(Reuters) - Europe's biggest hotel group Accor ACCP.PA plans to cut 1,000 jobs as part of a 200 million euro (180.57 million pounds) per year cost saving plan to mitigate the impact of the coronavirus crisis.
Accor, which runs high-end chains such as Raffles and Sofitel as well as budget brands such as Ibis, said on Tuesday it will reduce its costs by 17% compared with 2019 after lockdown measures and border closures to tackle the COVID-19 pandemic dented its business.
It will have to spend around 300 million euros to implement this plan, CFO Jean-Jacques Morin said after Accor reported that it swung to a 227 million euro first-half loss before interest, tax, depreciation and amortisation compared to EBITDA of 375 million euros in the year-earlier period.
“It is difficult to implement cost saving measures in our industry without it having an effect on staff,” Morin added.
Accor, which operates more than 5,000 hotels in 111 countries, could not yet specify where the job cuts would be, he said. He said the company employs 18,000 people at headquarter level.

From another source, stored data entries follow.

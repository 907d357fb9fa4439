// src/main.rs

use tokio::net::TcpListener;
use tracing_subscriber::EnvFilter;

mod common;
mod config;
mod db;
mod docs;
mod handlers;
mod models;
mod routes;
mod services;

use crate::config::{AppState, Config};

#[tokio::main]
async fn main() -> anyhow::Result<()> {
    // Inicializa o logger (RUST_LOG sobrescreve o nível padrão)
    tracing_subscriber::fmt()
        .with_env_filter(
            EnvFilter::try_from_default_env().unwrap_or_else(|_| EnvFilter::new("info")),
        )
        .with_target(false)
        .compact()
        .init();

    // Se a configuração falhar, a aplicação não deve iniciar.
    let config = Config::from_env()?;
    let app_state = AppState::new(&config).await?;

    let app = routes::router(app_state);

    // Inicia o servidor
    let listener = TcpListener::bind(&config.bind_addr).await?;
    tracing::info!("🚀 Servidor escutando em {}", listener.local_addr()?);
    axum::serve(listener, app).await?;

    Ok(())
}
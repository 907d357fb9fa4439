pub mod client_service;
pub mod dashboard_service;
pub mod invoice_service;
pub mod ledger;
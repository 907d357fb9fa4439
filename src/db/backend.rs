// src/db/backend.rs

use std::fmt;

use async_trait::async_trait;
use serde_json::Value;

use crate::common::error::AppError;

// As duas coleções persistidas pelo sistema
#[derive(Debug, Clone, Copy, PartialEq, Eq, Hash)]
pub enum CollectionName {
    Clients,
    Invoices,
}

impl CollectionName {
    pub fn as_str(&self) -> &'static str {
        match self {
            CollectionName::Clients => "clients",
            CollectionName::Invoices => "invoices",
        }
    }
}

impl fmt::Display for CollectionName {
    fn fmt(&self, f: &mut fmt::Formatter<'_>) -> fmt::Result {
        f.write_str(self.as_str())
    }
}

/// Persistência de uma coleção inteira, injetada nos repositórios.
///
/// `load` nunca falha por arquivo ausente ou corrompido: devolve uma lista
/// vazia e registra um aviso. `save` substitui todo o conteúdo anterior.
#[async_trait]
pub trait CollectionBackend: Send + Sync {
    async fn load(&self, collection: CollectionName) -> Result<Vec<Value>, AppError>;

    async fn save(&self, collection: CollectionName, records: &[Value]) -> Result<(), AppError>;
}
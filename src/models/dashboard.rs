// src/models/dashboard.rs

use rust_decimal::Decimal;
use serde::Serialize;
use utoipa::ToSchema;

// Os cards do topo do dashboard
#[derive(Debug, Clone, PartialEq, Serialize, ToSchema)]
pub struct DashboardSummary {
    #[schema(example = 12)]
    pub total_clients: usize,
    #[schema(example = 30)]
    pub total_invoices: usize,
    #[schema(value_type = f64, example = 110.0)]
    pub total_paid_amount: Decimal, // Total faturado menos o que falta receber
    #[schema(value_type = f64, example = 40.0)]
    pub total_unpaid_amount: Decimal, // Soma dos saldos em aberto
}
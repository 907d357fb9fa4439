// src/models/client.rs

use serde::{Deserialize, Serialize};
use serde_json::{Map, Value};
use utoipa::ToSchema;
use validator::Validate;

use crate::common::{error::AppError, money::lenient_key};

// --- CLIENTE (O Dado) ---

#[derive(Debug, Clone, PartialEq, Serialize, Deserialize, ToSchema)]
pub struct Client {
    // Chave natural da coleção. Registros antigos sem celular ficam com "".
    #[serde(default, deserialize_with = "lenient_key")]
    #[schema(example = "9876543210")]
    pub mobile_number: String,

    #[serde(default, skip_serializing_if = "Option::is_none")]
    #[schema(example = "Maria da Silva")]
    pub name: Option<String>,

    #[serde(default, skip_serializing_if = "Option::is_none")]
    #[schema(example = "maria@email.com")]
    pub email: Option<String>,

    // Endereço flexível: o frontend manda string ou objeto.
    #[serde(default, skip_serializing_if = "Option::is_none")]
    #[schema(example = "Rua das Flores, 123 - Centro")]
    pub address: Option<Value>,

    // Qualquer outro campo enviado pelo frontend é guardado como veio
    #[serde(flatten)]
    #[schema(ignore)]
    pub extra: Map<String, Value>,
}

impl Client {
    /// Campos do cliente como objeto JSON (campos ausentes não aparecem).
    pub fn to_fields(&self) -> Result<Map<String, Value>, AppError> {
        match serde_json::to_value(self)? {
            Value::Object(map) => Ok(map),
            _ => Err(anyhow::anyhow!("client did not serialize to an object").into()),
        }
    }

    /// Merge raso: cada campo de `patch` substitui o campo existente.
    pub fn merge(&mut self, patch: Map<String, Value>) -> Result<(), AppError> {
        let mut fields = self.to_fields()?;
        fields.extend(patch);

        *self = serde_json::from_value(Value::Object(fields)).map_err(|e| {
            AppError::InvalidInput(format!("Invalid client data: {e}"))
        })?;
        Ok(())
    }
}

// Atualização parcial: só os campos enviados
pub type ClientPatch = Map<String, Value>;

#[derive(Debug, Deserialize, Validate, ToSchema)]
pub struct SaveClientPayload {
    #[serde(default, deserialize_with = "lenient_key")]
    #[validate(length(min = 1, message = "required"))]
    #[schema(example = "9876543210")]
    pub mobile_number: String,

    #[schema(example = "Maria da Silva")]
    pub name: Option<String>,

    #[schema(example = "maria@email.com")]
    pub email: Option<String>,

    pub address: Option<Value>,

    #[serde(flatten)]
    #[schema(ignore)]
    pub extra: Map<String, Value>,
}

impl From<SaveClientPayload> for Client {
    fn from(payload: SaveClientPayload) -> Self {
        Self {
            mobile_number: payload.mobile_number,
            name: payload.name,
            email: payload.email,
            address: payload.address,
            extra: payload.extra,
        }
    }
}
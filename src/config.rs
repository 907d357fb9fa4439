// src/config.rs

use std::{env, path::PathBuf, str::FromStr, sync::Arc};

use anyhow::{bail, Context};

use crate::{
    db::{ClientRepository, CollectionBackend, InMemoryBackend, InvoiceRepository, JsonFileBackend},
    services::{
        client_service::{ClientSaveMode, ClientService},
        dashboard_service::DashboardService,
        invoice_service::InvoiceService,
        ledger::{NumberSource, NumberingPolicy},
    },
};

// Onde as coleções ficam guardadas
#[derive(Debug, Clone, Copy, PartialEq, Eq)]
pub enum StorageKind {
    Json,
    Memory,
}

impl FromStr for StorageKind {
    type Err = String;

    fn from_str(s: &str) -> Result<Self, Self::Err> {
        match s.trim().to_ascii_lowercase().as_str() {
            "json" => Ok(StorageKind::Json),
            "memory" => Ok(StorageKind::Memory),
            other => Err(format!(
                "unknown storage backend `{other}` (expected `json` or `memory`)"
            )),
        }
    }
}

#[derive(Debug, Clone)]
pub struct Config {
    pub bind_addr: String,
    pub storage: StorageKind,
    pub data_dir: PathBuf,
    pub clients_file: String,
    pub invoices_file: String,
    pub client_save_mode: ClientSaveMode,
    pub numbering: NumberingPolicy,
}

impl Default for Config {
    fn default() -> Self {
        Self {
            bind_addr: "0.0.0.0:5000".to_string(),
            storage: StorageKind::Json,
            data_dir: PathBuf::from("."),
            clients_file: "clients.json".to_string(),
            invoices_file: "invoices.json".to_string(),
            client_save_mode: ClientSaveMode::Upsert,
            numbering: NumberingPolicy::default(),
        }
    }
}

impl Config {
    /// Lê a configuração do ambiente (e do `.env`, se existir).
    pub fn from_env() -> anyhow::Result<Self> {
        dotenvy::dotenv().ok();
        Self::from_lookup(|key| env::var(key).ok())
    }

    // Separado do `from_env` para os testes não mexerem no ambiente do processo
    fn from_lookup(lookup: impl Fn(&str) -> Option<String>) -> anyhow::Result<Self> {
        let defaults = Self::default();

        let width = match lookup("INVOICE_NUMBER_WIDTH") {
            Some(raw) => raw
                .trim()
                .parse::<usize>()
                .with_context(|| format!("INVOICE_NUMBER_WIDTH inválido: `{raw}`"))?,
            None => defaults.numbering.width,
        };
        if !(1..=12).contains(&width) {
            bail!("INVOICE_NUMBER_WIDTH deve estar entre 1 e 12 (recebido {width})");
        }

        Ok(Self {
            bind_addr: lookup("BIND_ADDR").unwrap_or(defaults.bind_addr),
            storage: parse_var(&lookup, "STORAGE_BACKEND", defaults.storage)?,
            data_dir: lookup("DATA_DIR").map(PathBuf::from).unwrap_or(defaults.data_dir),
            clients_file: lookup("CLIENTS_FILE").unwrap_or(defaults.clients_file),
            invoices_file: lookup("INVOICES_FILE").unwrap_or(defaults.invoices_file),
            client_save_mode: parse_var(&lookup, "CLIENT_SAVE_MODE", defaults.client_save_mode)?,
            numbering: NumberingPolicy {
                source: parse_var(&lookup, "INVOICE_NUMBER_SOURCE", NumberSource::default())?,
                width,
            },
        })
    }
}

fn parse_var<T>(
    lookup: &impl Fn(&str) -> Option<String>,
    key: &str,
    default: T,
) -> anyhow::Result<T>
where
    T: FromStr<Err = String>,
{
    match lookup(key) {
        Some(raw) => raw
            .parse()
            .map_err(|e: String| anyhow::anyhow!(e))
            .with_context(|| format!("{key} inválido")),
        None => Ok(default),
    }
}

// O estado compartilhado que será acessível em toda a aplicação
#[derive(Clone)]
pub struct AppState {
    pub client_service: ClientService,
    pub invoice_service: InvoiceService,
    pub dashboard_service: DashboardService,
}

impl AppState {
    pub async fn new(config: &Config) -> anyhow::Result<Self> {
        let backend: Arc<dyn CollectionBackend> = match config.storage {
            StorageKind::Json => {
                let backend = JsonFileBackend::new(
                    &config.data_dir,
                    &config.clients_file,
                    &config.invoices_file,
                );
                backend
                    .bootstrap()
                    .await
                    .context("Falha ao preparar os arquivos de dados")?;
                tracing::info!("✅ Armazenamento em JSON em {}", config.data_dir.display());
                Arc::new(backend)
            }
            StorageKind::Memory => {
                tracing::info!("✅ Armazenamento em memória (os dados somem ao reiniciar)");
                Arc::new(InMemoryBackend::new())
            }
        };

        Self::with_backend(backend, config).await
    }

    // --- Monta o gráfico de dependências ---
    pub async fn with_backend(
        backend: Arc<dyn CollectionBackend>,
        config: &Config,
    ) -> anyhow::Result<Self> {
        let client_repo = ClientRepository::load(backend.clone())
            .await
            .context("Falha ao carregar os clientes")?;
        let invoice_repo = InvoiceRepository::load(backend)
            .await
            .context("Falha ao carregar as faturas")?;

        Ok(Self {
            client_service: ClientService::new(client_repo.clone(), config.client_save_mode),
            invoice_service: InvoiceService::new(invoice_repo.clone(), config.numbering),
            dashboard_service: DashboardService::new(client_repo, invoice_repo),
        })
    }
}
pub mod backend;
pub use backend::{CollectionBackend, CollectionName};
pub mod collection;
pub mod json_file;
pub use json_file::JsonFileBackend;
pub mod in_memory;
pub use in_memory::InMemoryBackend;
pub mod client_repo;
pub use client_repo::ClientRepository;
pub mod invoice_repo;
pub use invoice_repo::InvoiceRepository;
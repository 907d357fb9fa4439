// src/docs.rs

use utoipa::OpenApi;
use crate::common;
use crate::handlers;
use crate::models;

#[derive(OpenApi)]
#[openapi(
    paths(
        // --- Clients ---
        handlers::clients::save_client,
        handlers::clients::list_clients,
        handlers::clients::update_client,
        handlers::clients::delete_client,

        // --- Invoices ---
        handlers::invoices::save_invoice,
        handlers::invoices::list_invoices,
        handlers::invoices::delete_invoice,
        handlers::invoices::add_payment,

        // --- Dashboard ---
        handlers::dashboard::get_summary,
    ),
    components(
        schemas(
            // --- Clients ---
            models::client::Client,
            models::client::SaveClientPayload,

            // --- Invoices ---
            models::invoice::Invoice,
            models::invoice::AddPaymentPayload,

            // --- Dashboard ---
            models::dashboard::DashboardSummary,

            // --- Envelopes ---
            common::response::StatusMessage,
            common::response::InvoiceSaved,
            common::response::PaymentRecorded,
        )
    ),
    tags(
        (name = "Clients", description = "Cadastro de clientes (chave: celular)"),
        (name = "Invoices", description = "Faturas, numeração e pagamentos"),
        (name = "Dashboard", description = "Totais gerenciais")
    )
)]
pub struct ApiDoc;
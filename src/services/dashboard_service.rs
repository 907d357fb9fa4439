// src/services/dashboard_service.rs

use crate::{
    db::{ClientRepository, InvoiceRepository},
    models::dashboard::DashboardSummary,
    services::ledger,
};

#[derive(Clone)]
pub struct DashboardService {
    clients: ClientRepository,
    invoices: InvoiceRepository,
}

impl DashboardService {
    pub fn new(clients: ClientRepository, invoices: InvoiceRepository) -> Self {
        Self { clients, invoices }
    }

    pub async fn get_summary(&self) -> DashboardSummary {
        let total_clients = self.clients.count().await;
        let (invoices, total_invoices) = self.invoices.snapshot().await;
        ledger::compute_summary(total_clients, total_invoices, &invoices)
    }
}
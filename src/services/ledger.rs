// src/services/ledger.rs

//! Regras de numeração, pagamento e totais das faturas.
//!
//! Funções puras: não sabem nada de HTTP nem de armazenamento.

use std::str::FromStr;

use rust_decimal::Decimal;

use crate::{
    common::{error::AppError, money::round_money},
    models::{dashboard::DashboardSummary, invoice::Invoice},
};

/// Quais números existentes entram no cálculo do próximo número.
#[derive(Debug, Clone, Copy, PartialEq, Eq, Default)]
pub enum NumberSource {
    /// Só números compostos apenas de dígitos ("07", "12").
    #[default]
    Numeric,
    /// Também o sufixo numérico de números mistos ("INV-0042" conta como 42).
    TrailingDigits,
}

impl FromStr for NumberSource {
    type Err = String;

    fn from_str(s: &str) -> Result<Self, Self::Err> {
        match s.trim().to_ascii_lowercase().as_str() {
            "numeric" => Ok(NumberSource::Numeric),
            "trailing_digits" => Ok(NumberSource::TrailingDigits),
            other => Err(format!(
                "unknown invoice number source `{other}` (expected `numeric` or `trailing_digits`)"
            )),
        }
    }
}

#[derive(Debug, Clone, Copy, PartialEq, Eq)]
pub struct NumberingPolicy {
    pub source: NumberSource,
    pub width: usize,
}

impl Default for NumberingPolicy {
    fn default() -> Self {
        Self {
            source: NumberSource::Numeric,
            width: 2,
        }
    }
}

impl NumberingPolicy {
    fn sequence_value(&self, invoice_number: &str) -> Option<u64> {
        let digits = match self.source {
            NumberSource::Numeric => invoice_number,
            NumberSource::TrailingDigits => {
                let prefix = invoice_number.trim_end_matches(|c: char| c.is_ascii_digit());
                &invoice_number[prefix.len()..]
            }
        };
        if digits.is_empty() || !digits.bytes().all(|b| b.is_ascii_digit()) {
            return None;
        }
        // Números grandes demais para u64 não participam da sequência
        digits.parse().ok()
    }
}

/// Decide o número da nova fatura.
///
/// Mantém `proposed` quando ele existe e não colide (comparação exata de
/// string) com nenhum número existente. Caso contrário devolve
/// `max(existentes numéricos) + 1`, ou `1`, com zeros à esquerda até
/// `policy.width`.
pub fn assign_invoice_number<'a>(
    existing: impl IntoIterator<Item = &'a str>,
    proposed: Option<&str>,
    policy: &NumberingPolicy,
) -> Result<String, AppError> {
    let proposed = proposed.map(str::trim).filter(|p| !p.is_empty());

    let mut collides = proposed.is_none();
    let mut max: Option<u64> = None;
    for number in existing {
        if Some(number) == proposed {
            collides = true;
        }
        if let Some(value) = policy.sequence_value(number) {
            max = Some(max.map_or(value, |m| m.max(value)));
        }
    }

    match proposed {
        Some(number) if !collides => Ok(number.to_string()),
        _ => {
            let next = match max {
                Some(m) => m.checked_add(1).ok_or_else(|| {
                    AppError::InvalidInput("Invoice number sequence exhausted.".to_string())
                })?,
                None => 1,
            };
            Ok(format!("{:0width$}", next, width = policy.width))
        }
    }
}

/// Regras de criação: valores não negativos e saldo entre 0 e o total.
/// Sem saldo informado, o saldo começa igual ao total.
pub fn prepare_new_invoice(invoice: &mut Invoice) -> Result<(), AppError> {
    invoice.normalize_legacy_fields();

    if invoice.total_amount.is_some_and(|t| t < Decimal::ZERO) {
        return Err(AppError::InvalidInput(
            "total_amount cannot be negative.".to_string(),
        ));
    }
    if invoice.remaining_balance.is_some_and(|b| b < Decimal::ZERO) {
        return Err(AppError::InvalidInput(
            "remaining_balance cannot be negative.".to_string(),
        ));
    }
    if let (Some(total), Some(balance)) = (invoice.total_amount, invoice.remaining_balance) {
        if balance > total {
            return Err(AppError::InvalidInput(
                "remaining_balance cannot exceed total_amount.".to_string(),
            ));
        }
    }

    if invoice.remaining_balance.is_none() {
        invoice.remaining_balance = invoice.total_amount;
    }
    Ok(())
}

/// Aplica um pagamento, guardando só o saldo restante.
pub fn record_payment(invoice: &mut Invoice, amount: Decimal) -> Result<Decimal, AppError> {
    if amount <= Decimal::ZERO {
        return Err(AppError::InvalidInput("Invalid payment amount.".to_string()));
    }

    let balance = invoice.outstanding_balance();
    if balance <= Decimal::ZERO {
        return Err(AppError::InvoiceAlreadyPaid(
            invoice.invoice_number.clone().unwrap_or_default(),
        ));
    }
    if amount > balance {
        return Err(AppError::PaymentExceedsBalance { remaining: balance });
    }

    let remaining = round_money(balance - amount);
    invoice.remaining_balance = Some(remaining);
    Ok(remaining)
}

/// Totais do dashboard. Faturas sem `total_amount` contam como zero.
///
/// Os totais de clientes e faturas vêm à parte porque incluem os registros
/// ilegíveis, que não entram nas somas.
pub fn compute_summary(
    total_clients: usize,
    total_invoices: usize,
    invoices: &[Invoice],
) -> DashboardSummary {
    let total_amount: Decimal = invoices.iter().filter_map(|i| i.total_amount).sum();
    let total_unpaid: Decimal = invoices.iter().filter_map(|i| i.remaining_balance).sum();

    DashboardSummary {
        total_clients,
        total_invoices,
        total_paid_amount: round_money(total_amount - total_unpaid),
        total_unpaid_amount: round_money(total_unpaid),
    }
}
use crossterm::event::{self, Event, KeyCode, KeyEventKind, KeyModifiers, MouseButton, MouseEventKind};

/// TUI-specific input events
#[derive(Debug, Clone, PartialEq, Eq)]
pub enum TuiEvent {
    ForceQuit, // Ctrl+C
    Escape,
    InputChar(char),
    Backspace,
    CycleCategory, // Tab
    MouseDown(MouseButton, u16, u16),
    MouseDrag(u16, u16),
    MouseMove(u16, u16),
    MouseUp(MouseButton, u16, u16),
    ScrollUp(u16, u16),
    ScrollDown(u16, u16),
    FocusLost,
    Resize,
}

/// Poll for an event without blocking (returns immediately)
pub fn poll_event_immediate() -> Option<TuiEvent> {
    poll_event_timeout(std::time::Duration::ZERO)
}

/// Poll for an event, blocking up to `timeout`
pub fn poll_event_timeout(timeout: std::time::Duration) -> Option<TuiEvent> {
    match event::poll(timeout) {
        Ok(true) => match event::read() {
            Ok(ev) => translate(ev),
            Err(e) => {
                log::warn!("Failed to read terminal event: {}", e);
                None
            }
        },
        Ok(false) => None,
        Err(e) => {
            log::warn!("Failed to poll terminal events: {}", e);
            None
        }
    }
}

fn translate(ev: Event) -> Option<TuiEvent> {
    match ev {
        Event::Key(key_event) => {
            if key_event.kind == KeyEventKind::Release {
                return None;
            }
            match (key_event.modifiers, key_event.code) {
                (KeyModifiers::CONTROL, KeyCode::Char('c')) => Some(TuiEvent::ForceQuit),
                (_, KeyCode::Char(c)) => Some(TuiEvent::InputChar(c)),
                (_, KeyCode::Backspace) => Some(TuiEvent::Backspace),
                (_, KeyCode::Tab) => Some(TuiEvent::CycleCategory),
                (_, KeyCode::Esc) => Some(TuiEvent::Escape),
                _ => None,
            }
        }
        Event::Mouse(mouse_event) => {
            let (col, row) = (mouse_event.column, mouse_event.row);
            match mouse_event.kind {
                MouseEventKind::Down(button) => Some(TuiEvent::MouseDown(button, col, row)),
                MouseEventKind::Drag(_) => Some(TuiEvent::MouseDrag(col, row)),
                MouseEventKind::Moved => Some(TuiEvent::MouseMove(col, row)),
                MouseEventKind::Up(button) => Some(TuiEvent::MouseUp(button, col, row)),
                MouseEventKind::ScrollUp => Some(TuiEvent::ScrollUp(col, row)),
                MouseEventKind::ScrollDown => Some(TuiEvent::ScrollDown(col, row)),
                _ => None,
            }
        }
        Event::FocusLost => Some(TuiEvent::FocusLost),
        Event::Resize(_, _) => Some(TuiEvent::Resize),
        _ => None,
    }
}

Global tourism revenues are expected to fall by up to $3.3 trillion due to coronavirus restrictions, a U.N. study forecasts, based on the most pessimistic scenario for the industry, with lockdown measures lasting 12 months.
However, Accor said that 81% of its hotels were now open and that it had a solid liquidity position of more than 4 billion euros at the end of June.
In an interview with the Financial Times, Accor chief Executive Sebastien Bazin said Accor is closing in on a deal to take over the contracts of about 100 Travelodge hotels, which would involve Accor taking a 10% stake in a new special purpose vehicle that would be majority-owned by the Travelodge landlords.
“Accor is in a good position to take advantage of distressed assets as a result of coronavirus”, he told the paper.